O amor de dois ciganinhos

Quereis saber realmente o que é carinho? Quereis viver unidos, pais e filhos, no vosso lar? Nesse caso, tendes que aprender o que é o amor. Ides aprendê-lo com as crianças ciganas. A história que te vou contar serve tanto para os filhos como para os pais. Todos precisamos de que nos lembrem o que é o amor.

Estamos diante da Porta Elvira, com as suas treze ameias. Passa por ela e vira à direita. Todo o sol da Andraluzia cai pela encosta do Alhacaba, que dá para o bairro do Albayzin, em Granada.

À esquerda corre o regato. Olha por cima. Dai, da direita, do próprio bairro de Carmen, saem os dois ciganinhos pançudos, protagonistas desta história feita realidade pelo amor dos rapazinhos.

O menorzinho, muito contente, bate palmas. Tem o cabelo encaracolado. A camisa, de fora, não lhe cobre mais de palmo e meio. É quase negro, de um negro puxando para o cinzento-pó-de -estrada. Os pés vão descalços sobre as pedras do caminho. Que idade terá? Pouco mais de cinco anos.

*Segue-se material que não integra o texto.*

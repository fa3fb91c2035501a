//! Fingerprinter (C5).
//!
//! Each node's fingerprint is a SHA-1 hex digest of its module identity,
//! its normalized configuration, and the fingerprints of its direct
//! inputs — a direct port of `original_source/dataflow/calc.py`'s
//! `fingerprint_node` / `_format_ordered`.

use std::collections::HashMap;

use sha1::{Digest, Sha1};
use serde_json::{Map, Value};

use crate::registry::{ParamMap, Template};

/// Ordered normalization of a JSON value: mappings become
/// sorted `(key, recurse(value))` lists; arrays recurse element-wise,
/// preserving order; everything else passes through unchanged. Mappings
/// sort by key so that reordering fields never changes the fingerprint;
/// arrays never sort, so reordering a wire list into a `multiple=True`
/// terminal (represented by the input descriptor, not this function)
/// still changes it upstream.
fn format_ordered(value: &Value) -> Value {
    match value {
        Value::Object(map) => {
            let mut entries: Vec<(&String, &Value)> = map.iter().collect();
            entries.sort_by(|a, b| a.0.cmp(b.0));
            Value::Array(
                entries
                    .into_iter()
                    .map(|(k, v)| Value::Array(vec![Value::String(k.clone()), format_ordered(v)]))
                    .collect(),
            )
        }
        Value::Array(items) => Value::Array(items.iter().map(format_ordered).collect()),
        other => other.clone(),
    }
}

/// `string(normalized-config)`: a canonical textual form of
/// the ordered-normalized value. `serde_json::Value`'s own `to_string` is
/// already deterministic given a pre-sorted structure, so normalizing then
/// serializing is sufficient.
fn config_string(config: &ParamMap) -> String {
    format_ordered(&Value::Object(config.clone())).to_string()
}

/// Computes `module_id:module_version:config_str:input_descriptor` and
/// returns its SHA-1 hex digest.
pub fn fingerprint_node(
    module_id: &str,
    module_version: &str,
    effective_config: &ParamMap,
    // (target_terminal_id, source_terminal_id, source_node_fingerprint), in
    // wire-iteration order.
    input_descriptor: &[(String, String, String)],
) -> String {
    let mut parts = vec![
        module_id.to_string(),
        module_version.to_string(),
        config_string(effective_config),
    ];
    for (target, source, source_fp) in input_descriptor {
        parts.push(format!("[{target}, {source}, {source_fp}]"));
    }
    let digest_input = parts.join(":");

    let mut hasher = Sha1::new();
    hasher.update(digest_input.as_bytes());
    hex_encode(&hasher.finalize())
}

fn hex_encode(bytes: &[u8]) -> String {
    bytes.iter().map(|b| format!("{b:02x}")).collect()
}

/// Computes one fingerprint per node named in `order`, given `overrides`
/// (per-execution config overlaid on each node's template defaults, keyed
/// by node index as a string). `order`
/// need not cover every node in `template` — a scoped run only fingerprints
/// the backward-reachable subset — but it must be topological: a node's
/// wire sources must already be fingerprinted by the time it's visited.
pub fn fingerprint_template(
    template: &Template,
    overrides: &Map<String, Value>,
    order: &[usize],
) -> HashMap<usize, String> {
    let mut fingerprints: HashMap<usize, String> = HashMap::with_capacity(order.len());

    for &node in order {
        let template_module = &template.modules[node];

        let mut effective_config = template_module.config.clone();
        if let Some(Value::Object(node_overrides)) = overrides.get(&node.to_string()) {
            for (k, v) in node_overrides {
                effective_config.insert(k.clone(), v.clone());
            }
        }

        let input_descriptor: Vec<(String, String, String)> = template
            .wires_into(node)
            .map(|wire| {
                let source_fp = fingerprints
                    .get(&wire.source.0)
                    .cloned()
                    .expect("predecessors are fingerprinted before their dependents");
                (wire.target.1.clone(), wire.source.1.clone(), source_fp)
            })
            .collect();

        let fp = fingerprint_node(
            &template_module.module,
            &template_module.version,
            &effective_config,
            &input_descriptor,
        );
        fingerprints.insert(node, fp);
    }

    fingerprints
}

#[cfg(test)]
mod tests {
    use super::*;
    use serde_json::json;

    fn params(pairs: &[(&str, Value)]) -> ParamMap {
        let mut map = Map::new();
        for (k, v) in pairs {
            map.insert((*k).to_string(), v.clone());
        }
        map
    }

    #[test]
    fn reordering_config_keys_does_not_change_fingerprint() {
        let a = params(&[("x", json!(1)), ("y", json!(2))]);
        let b = params(&[("y", json!(2)), ("x", json!(1))]);
        let fp_a = fingerprint_node("mod", "1", &a, &[]);
        let fp_b = fingerprint_node("mod", "1", &b, &[]);
        assert_eq!(fp_a, fp_b);
    }

    #[test]
    fn different_config_values_change_fingerprint() {
        let a = params(&[("x", json!(1))]);
        let b = params(&[("x", json!(2))]);
        assert_ne!(
            fingerprint_node("mod", "1", &a, &[]),
            fingerprint_node("mod", "1", &b, &[])
        );
    }

    #[test]
    fn reordering_multiple_wires_changes_fingerprint() {
        let config = params(&[]);
        let descriptor_a = vec![
            ("data".to_string(), "output".to_string(), "fp0".to_string()),
            ("data".to_string(), "output".to_string(), "fp1".to_string()),
        ];
        let descriptor_b = vec![
            ("data".to_string(), "output".to_string(), "fp1".to_string()),
            ("data".to_string(), "output".to_string(), "fp0".to_string()),
        ];
        assert_ne!(
            fingerprint_node("join", "1", &config, &descriptor_a),
            fingerprint_node("join", "1", &config, &descriptor_b)
        );
    }

    #[test]
    fn fingerprint_is_a_valid_sha1_hex_digest() {
        let fp = fingerprint_node("mod", "1", &Map::new(), &[]);
        assert_eq!(fp.len(), 40);
        assert!(fp.chars().all(|c| c.is_ascii_hexdigit()));
    }
}
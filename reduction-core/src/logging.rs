//! Structured logging install (C11).
//!
//! The process installs a single global `tracing` subscriber at startup;
//! everything else in the crate narrates through `tracing::{debug,info,warn,error}`
//! rather than `println!`. Library code never installs its own subscriber —
//! only `main` calls `init_tracing`.

use tracing::Level;
use tracing_subscriber::FmtSubscriber;

use crate::error::{EngineError, EngineResult};

/// Installs the process-wide tracing subscriber. Safe to call at most once;
/// a second call returns an error rather than panicking, mirroring the
/// engine's general "no panics on caller-observable conditions" policy.
pub fn init_tracing(level: Level) -> EngineResult<()> {
    let subscriber = FmtSubscriber::builder()
        .with_max_level(level)
        .with_target(true)
        .finish();

    tracing::subscriber::set_global_default(subscriber).map_err(|e| EngineError::Configuration {
        message: format!("tracing subscriber already installed: {e}"),
    })
}
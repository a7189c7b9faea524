// SPDX-License-Identifier: Apache-2.0 OR MIT
//! Per-(S,G) protocol state machines.
//!
//! Four cooperating machines drive the flood-and-prune tree:
//!
//! | Machine | Keyed by | States |
//! |---------|----------|--------|
//! | [`downstream::DownstreamPrune`] | (interface, S, G) | NoInfo, PrunePending, Pruned |
//! | [`upstream::UpstreamMachine`] | (S, G) | Forwarding, Pruned, AckPending |
//! | [`assert::AssertMachine`] | (interface, S, G) | NoInfo, Winner, Loser |
//! | [`origination::OriginationMachine`] | (S, G) | NotOriginator, Originator |
//!
//! Handlers mutate their machine and return the timers to arm or cancel
//! plus what to send; the engine owns packet construction and dispatch.

pub mod assert;
pub mod downstream;
pub mod origination;
pub mod upstream;

pub use assert::{AssertMachine, AssertOutcome, AssertState};
pub use downstream::{DownstreamPrune, PruneState};
pub use origination::{OriginationMachine, OriginationState};
pub use upstream::{GraftPruneState, UpstreamActions, UpstreamMachine, UpstreamSend};

use std::collections::{BTreeSet, HashMap};
use std::net::Ipv4Addr;

use crate::{InterfaceId, SourceGroupPair};

/// Assert election metric. The total order makes the *better* metric
/// compare greater: lower metric preference wins, ties broken by lower
/// route metric, remaining ties by higher originating address.
#[derive(Debug, Clone, Copy, PartialEq, Eq)]
pub struct AssertMetric {
    /// Administrative distance of the unicast protocol (wire: 31 bits)
    pub preference: u32,
    /// Unicast route metric toward the source
    pub metric: u32,
    /// Address of the router advertising this metric (final tie-break)
    pub address: Ipv4Addr,
}

impl AssertMetric {
    pub fn new(preference: u32, metric: u32, address: Ipv4Addr) -> Self {
        Self {
            preference,
            metric,
            address,
        }
    }

    /// The metric advertised when the source is unreachable; loses to any
    /// real metric.
    pub fn infinite(address: Ipv4Addr) -> Self {
        Self {
            preference: u32::MAX,
            metric: u32::MAX,
            address,
        }
    }

    pub fn is_infinite(&self) -> bool {
        self.preference == u32::MAX && self.metric == u32::MAX
    }
}

impl Ord for AssertMetric {
    fn cmp(&self, other: &Self) -> std::cmp::Ordering {
        other
            .preference
            .cmp(&self.preference)
            .then(other.metric.cmp(&self.metric))
            .then(self.address.cmp(&other.address))
    }
}

impl PartialOrd for AssertMetric {
    fn partial_cmp(&self, other: &Self) -> Option<std::cmp::Ordering> {
        Some(self.cmp(other))
    }
}

/// Owned store for all four machines, indexed by their natural keys.
/// Entries are created lazily on first reference and dropped when the
/// (S,G) is torn down.
#[derive(Debug, Default)]
pub struct SgStore {
    pub downstream: HashMap<(InterfaceId, SourceGroupPair), DownstreamPrune>,
    pub asserts: HashMap<(InterfaceId, SourceGroupPair), AssertMachine>,
    pub upstream: HashMap<SourceGroupPair, UpstreamMachine>,
    pub origination: HashMap<SourceGroupPair, OriginationMachine>,
}

impl SgStore {
    pub fn new() -> Self {
        Self::default()
    }

    pub fn downstream_entry(
        &mut self,
        interface: InterfaceId,
        sg: SourceGroupPair,
    ) -> &mut DownstreamPrune {
        self.downstream
            .entry((interface, sg))
            .or_insert_with(|| DownstreamPrune::new(interface, sg))
    }

    pub fn assert_entry(
        &mut self,
        interface: InterfaceId,
        sg: SourceGroupPair,
    ) -> &mut AssertMachine {
        self.asserts
            .entry((interface, sg))
            .or_insert_with(|| AssertMachine::new(interface, sg))
    }

    pub fn upstream_entry(&mut self, sg: SourceGroupPair) -> &mut UpstreamMachine {
        self.upstream
            .entry(sg)
            .or_insert_with(|| UpstreamMachine::new(sg))
    }

    pub fn origination_entry(&mut self, sg: SourceGroupPair) -> &mut OriginationMachine {
        self.origination
            .entry(sg)
            .or_insert_with(|| OriginationMachine::new(sg))
    }

    /// Interfaces currently Pruned downstream for (S,G)
    pub fn prunes_for(&self, sg: SourceGroupPair) -> BTreeSet<InterfaceId> {
        self.downstream
            .iter()
            .filter(|((_, entry_sg), machine)| {
                *entry_sg == sg && machine.state == PruneState::Pruned
            })
            .map(|((interface, _), _)| *interface)
            .collect()
    }

    /// Interfaces on which we are Assert Loser for (S,G)
    pub fn lost_assert_for(&self, sg: SourceGroupPair) -> BTreeSet<InterfaceId> {
        self.asserts
            .iter()
            .filter(|((_, entry_sg), machine)| {
                *entry_sg == sg && machine.state == AssertState::Loser
            })
            .map(|((interface, _), _)| *interface)
            .collect()
    }

    /// Drop every machine belonging to (S,G)
    pub fn remove_sg(&mut self, sg: SourceGroupPair) {
        self.downstream.retain(|(_, entry_sg), _| *entry_sg != sg);
        self.asserts.retain(|(_, entry_sg), _| *entry_sg != sg);
        self.upstream.remove(&sg);
        self.origination.remove(&sg);
    }
}
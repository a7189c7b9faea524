// SPDX-License-Identifier: Apache-2.0 OR MIT
//! Assert message body.

use std::net::Ipv4Addr;

use bytes::BufMut;

use crate::{DecodeError, SourceGroupPair};

use super::{encoded, Cursor};

/// Assert body: the contested (S,G) and the sender's route metric toward
/// the source. The metric preference is 31 bits; the top bit is the RPT
/// bit, always clear in dense mode.
#[derive(Debug, Clone, PartialEq, Eq)]
pub struct AssertMessage {
    pub group: Ipv4Addr,
    pub group_mask_len: u8,
    pub source: Ipv4Addr,
    pub rpt_bit: bool,
    pub metric_preference: u32,
    pub metric: u32,
}

impl AssertMessage {
    pub fn new(sg: SourceGroupPair, metric_preference: u32, metric: u32) -> Self {
        Self {
            group: sg.group,
            group_mask_len: 32,
            source: sg.source,
            rpt_bit: false,
            metric_preference,
            metric,
        }
    }

    pub fn sg(&self) -> SourceGroupPair {
        SourceGroupPair {
            source: self.source,
            group: self.group,
        }
    }

    pub(crate) fn body_size(&self) -> usize {
        encoded::GROUP_SIZE + encoded::UNICAST_SIZE + 8
    }

    pub(crate) fn encode_body(&self, buf: &mut Vec<u8>) {
        encoded::put_group(buf, self.group, self.group_mask_len);
        encoded::put_unicast(buf, self.source);
        let mut preference = self.metric_preference & 0x7fff_ffff;
        if self.rpt_bit {
            preference |= 0x8000_0000;
        }
        buf.put_u32(preference);
        buf.put_u32(self.metric);
    }

    pub(crate) fn decode_body(cursor: &mut Cursor<'_>) -> Result<Self, DecodeError> {
        let (group, group_mask_len) = encoded::read_group(cursor)?;
        let source = encoded::read_unicast(cursor)?;
        let raw_preference = cursor.read_u32()?;
        let metric = cursor.read_u32()?;
        Ok(Self {
            group,
            group_mask_len,
            source,
            rpt_bit: raw_preference & 0x8000_0000 != 0,
            metric_preference: raw_preference & 0x7fff_ffff,
            metric,
        })
    }
}
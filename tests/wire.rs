// SPDX-License-Identifier: Apache-2.0 OR MIT
//! Wire-format checks across the public codec surface.

use pimdm::messages::{
    AssertMessage, HelloMessage, JoinPruneMessage, PimMessage, StateRefreshMessage,
};
use pimdm::{DecodeError, SourceGroupPair};

fn sg() -> SourceGroupPair {
    SourceGroupPair::new("192.0.2.1".parse().unwrap(), "239.1.1.1".parse().unwrap())
}

#[test]
fn test_hello_options_survive_the_wire() {
    let hello = HelloMessage::build(105, Some((500, 2500)), 0xdead_beef, Some((1, 60)));
    let bytes = PimMessage::Hello(hello).encode();

    let decoded = match PimMessage::decode(&bytes).unwrap() {
        PimMessage::Hello(h) => h,
        other => panic!("wrong type: {:?}", other),
    };
    assert_eq!(decoded.holdtime(), Some(105));
    assert_eq!(decoded.generation_id(), Some(0xdead_beef));
    assert_eq!(decoded.lan_prune_delay(), Some((500, 2500)));
    assert_eq!(decoded.state_refresh_capable(), Some((1, 60)));
}

#[test]
fn test_graft_and_graft_ack_keep_distinct_type_codes() {
    let body = JoinPruneMessage::join("10.0.0.9".parse().unwrap(), sg());
    let graft = PimMessage::Graft(body.clone()).encode();
    let ack = PimMessage::GraftAck(body).encode();

    // Same body, different message type in the header
    assert_ne!(graft[0], ack[0]);
    assert!(matches!(
        PimMessage::decode(&graft).unwrap(),
        PimMessage::Graft(_)
    ));
    assert!(matches!(
        PimMessage::decode(&ack).unwrap(),
        PimMessage::GraftAck(_)
    ));
}

#[test]
fn test_flipped_checksum_bit_rejected() {
    let mut bytes = PimMessage::Assert(AssertMessage::new(sg(), 101, 20)).encode();
    *bytes.last_mut().unwrap() ^= 0x01;
    assert!(matches!(
        PimMessage::decode(&bytes),
        Err(DecodeError::ChecksumMismatch { .. })
    ));
}

#[test]
fn test_truncated_body_rejected_without_panic() {
    let bytes = PimMessage::JoinPrune(JoinPruneMessage::prune(
        "10.0.0.9".parse().unwrap(),
        sg(),
        210,
    ))
    .encode();
    // Every prefix either decodes or errors cleanly
    for len in 0..bytes.len() {
        assert!(PimMessage::decode(&bytes[..len]).is_err());
    }
}

#[test]
fn test_state_refresh_flags_round_trip() {
    let refresh = StateRefreshMessage {
        group: sg().group,
        group_mask_len: 32,
        source: sg().source,
        originator: "10.0.0.1".parse().unwrap(),
        rpt_bit: false,
        metric_preference: 101,
        metric: 20,
        mask_len: 32,
        ttl: 16,
        prune_indicator: true,
        prune_now: false,
        assert_override: true,
        interval_secs: 60,
    };
    let bytes = PimMessage::StateRefresh(refresh.clone()).encode();
    let decoded = match PimMessage::decode(&bytes).unwrap() {
        PimMessage::StateRefresh(m) => m,
        other => panic!("wrong type: {:?}", other),
    };
    assert_eq!(decoded, refresh);
}
// SPDX-License-Identifier: Apache-2.0 OR MIT
//! Hello message body: a sequence of option TLVs.

use bytes::BufMut;

use crate::DecodeError;

use super::Cursor;

/// Hold Time option type
pub const OPTION_HOLDTIME: u16 = 1;

/// LAN Prune Delay option type
pub const OPTION_LAN_PRUNE_DELAY: u16 = 2;

/// Generation ID option type
pub const OPTION_GENERATION_ID: u16 = 20;

/// State Refresh Capable option type
pub const OPTION_STATE_REFRESH_CAPABLE: u16 = 21;

/// Hold time that tears down the neighbor immediately (a goodbye)
pub const HOLDTIME_GOODBYE: u16 = 0;

/// Hold time meaning the neighbor never expires
pub const HOLDTIME_FOREVER: u16 = 0xffff;

/// A single Hello option. Unrecognized options are carried opaquely so they
/// survive re-encoding and can be logged.
#[derive(Debug, Clone, PartialEq, Eq)]
pub enum HelloOption {
    /// Seconds to keep the neighbor alive without another Hello
    HoldTime(u16),
    /// LAN prune delay negotiation; the T bit requests join suppression
    /// be disabled
    LanPruneDelay {
        t_bit: bool,
        propagation_delay_ms: u16,
        override_interval_ms: u16,
    },
    /// Random value regenerated on every restart
    GenerationId(u32),
    /// Version and interval of the State Refresh the sender originates
    StateRefreshCapable { version: u8, interval_secs: u8 },
    /// Option this implementation does not interpret
    Unknown { option_type: u16, data: Vec<u8> },
}

impl HelloOption {
    fn value_len(&self) -> usize {
        match self {
            HelloOption::HoldTime(_) => 2,
            HelloOption::LanPruneDelay { .. } => 4,
            HelloOption::GenerationId(_) => 4,
            HelloOption::StateRefreshCapable { .. } => 4,
            HelloOption::Unknown { data, .. } => data.len(),
        }
    }

    fn option_type(&self) -> u16 {
        match self {
            HelloOption::HoldTime(_) => OPTION_HOLDTIME,
            HelloOption::LanPruneDelay { .. } => OPTION_LAN_PRUNE_DELAY,
            HelloOption::GenerationId(_) => OPTION_GENERATION_ID,
            HelloOption::StateRefreshCapable { .. } => OPTION_STATE_REFRESH_CAPABLE,
            HelloOption::Unknown { option_type, .. } => *option_type,
        }
    }

    fn encode(&self, buf: &mut Vec<u8>) {
        buf.put_u16(self.option_type());
        buf.put_u16(self.value_len() as u16);
        match self {
            HelloOption::HoldTime(secs) => buf.put_u16(*secs),
            HelloOption::LanPruneDelay {
                t_bit,
                propagation_delay_ms,
                override_interval_ms,
            } => {
                let mut delay = propagation_delay_ms & 0x7fff;
                if *t_bit {
                    delay |= 0x8000;
                }
                buf.put_u16(delay);
                buf.put_u16(*override_interval_ms);
            }
            HelloOption::GenerationId(id) => buf.put_u32(*id),
            HelloOption::StateRefreshCapable {
                version,
                interval_secs,
            } => {
                buf.put_u8(*version);
                buf.put_u8(*interval_secs);
                buf.put_u16(0); // Reserved
            }
            HelloOption::Unknown { data, .. } => buf.put_slice(data),
        }
    }

    fn decode(option_type: u16, value: &[u8]) -> Self {
        // A known type with an unexpected length is kept opaque rather
        // than misparsed.
        match (option_type, value.len()) {
            (OPTION_HOLDTIME, 2) => {
                HelloOption::HoldTime(u16::from_be_bytes([value[0], value[1]]))
            }
            (OPTION_LAN_PRUNE_DELAY, 4) => {
                let raw = u16::from_be_bytes([value[0], value[1]]);
                HelloOption::LanPruneDelay {
                    t_bit: raw & 0x8000 != 0,
                    propagation_delay_ms: raw & 0x7fff,
                    override_interval_ms: u16::from_be_bytes([value[2], value[3]]),
                }
            }
            (OPTION_GENERATION_ID, 4) => HelloOption::GenerationId(u32::from_be_bytes([
                value[0], value[1], value[2], value[3],
            ])),
            (OPTION_STATE_REFRESH_CAPABLE, 4) => HelloOption::StateRefreshCapable {
                version: value[0],
                interval_secs: value[1],
            },
            _ => HelloOption::Unknown {
                option_type,
                data: value.to_vec(),
            },
        }
    }
}

/// Hello message body
#[derive(Debug, Clone, PartialEq, Eq, Default)]
pub struct HelloMessage {
    pub options: Vec<HelloOption>,
}

impl HelloMessage {
    /// Build the Hello this router sends: hold time, optional LAN prune
    /// delay pair in milliseconds, generation ID, and optional State
    /// Refresh capability as (version, interval seconds).
    pub fn build(
        holdtime_secs: u16,
        lan_prune_delay_ms: Option<(u16, u16)>,
        generation_id: u32,
        state_refresh: Option<(u8, u8)>,
    ) -> Self {
        let mut options = vec![HelloOption::HoldTime(holdtime_secs)];
        if let Some((propagation_delay_ms, override_interval_ms)) = lan_prune_delay_ms {
            options.push(HelloOption::LanPruneDelay {
                t_bit: false,
                propagation_delay_ms,
                override_interval_ms,
            });
        }
        options.push(HelloOption::GenerationId(generation_id));
        if let Some((version, interval_secs)) = state_refresh {
            options.push(HelloOption::StateRefreshCapable {
                version,
                interval_secs,
            });
        }
        Self { options }
    }

    /// The Hello announcing departure: hold time zero and nothing else
    pub fn goodbye() -> Self {
        Self {
            options: vec![HelloOption::HoldTime(HOLDTIME_GOODBYE)],
        }
    }

    /// First Hold Time option, if present
    pub fn holdtime(&self) -> Option<u16> {
        self.options.iter().find_map(|opt| match opt {
            HelloOption::HoldTime(secs) => Some(*secs),
            _ => None,
        })
    }

    /// First Generation ID option, if present
    pub fn generation_id(&self) -> Option<u32> {
        self.options.iter().find_map(|opt| match opt {
            HelloOption::GenerationId(id) => Some(*id),
            _ => None,
        })
    }

    /// First LAN Prune Delay option as (propagation delay ms, override
    /// interval ms), if present
    pub fn lan_prune_delay(&self) -> Option<(u16, u16)> {
        self.options.iter().find_map(|opt| match opt {
            HelloOption::LanPruneDelay {
                propagation_delay_ms,
                override_interval_ms,
                ..
            } => Some((*propagation_delay_ms, *override_interval_ms)),
            _ => None,
        })
    }

    /// First State Refresh Capable option as (version, interval seconds),
    /// if present
    pub fn state_refresh_capable(&self) -> Option<(u8, u8)> {
        self.options.iter().find_map(|opt| match opt {
            HelloOption::StateRefreshCapable {
                version,
                interval_secs,
            } => Some((*version, *interval_secs)),
            _ => None,
        })
    }

    pub(crate) fn body_size(&self) -> usize {
        self.options.iter().map(|opt| 4 + opt.value_len()).sum()
    }

    pub(crate) fn encode_body(&self, buf: &mut Vec<u8>) {
        for option in &self.options {
            option.encode(buf);
        }
    }

    pub(crate) fn decode_body(cursor: &mut Cursor<'_>) -> Result<Self, DecodeError> {
        let mut options = Vec::new();
        while cursor.remaining() > 0 {
            let option_type = cursor.read_u16()?;
            let length = cursor.read_u16()? as usize;
            let value = cursor.read_bytes(length)?;
            options.push(HelloOption::decode(option_type, value));
        }
        Ok(Self { options })
    }
}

O mais velho é que deve ter dez.

Com a indumentária dos dois irmãos ciganos talvez se pudesse vestir um deles completamente. O menor traz meia camisa, o mais velhos, umas calças que segura com uma alça em forma de bandoleira sobre a carne escura, da cor da madeira enegrecida. O menor dança à volta do mais velho. Este, de uns dez anos, sai devagar do Carmen, à direita, com ar processional, trazendo nas mãos um pote de leite.

Aqui começa o diálogo.

- Senta-te. Primeiro bebo eu e depois bebes tu.

Se o tivesses ouvido! Dizia aquilo com ar de imperador. O menorzinho olhava para ele, com os seus dentes brancos, a boca semiaberta, mexendo a ponta da língua.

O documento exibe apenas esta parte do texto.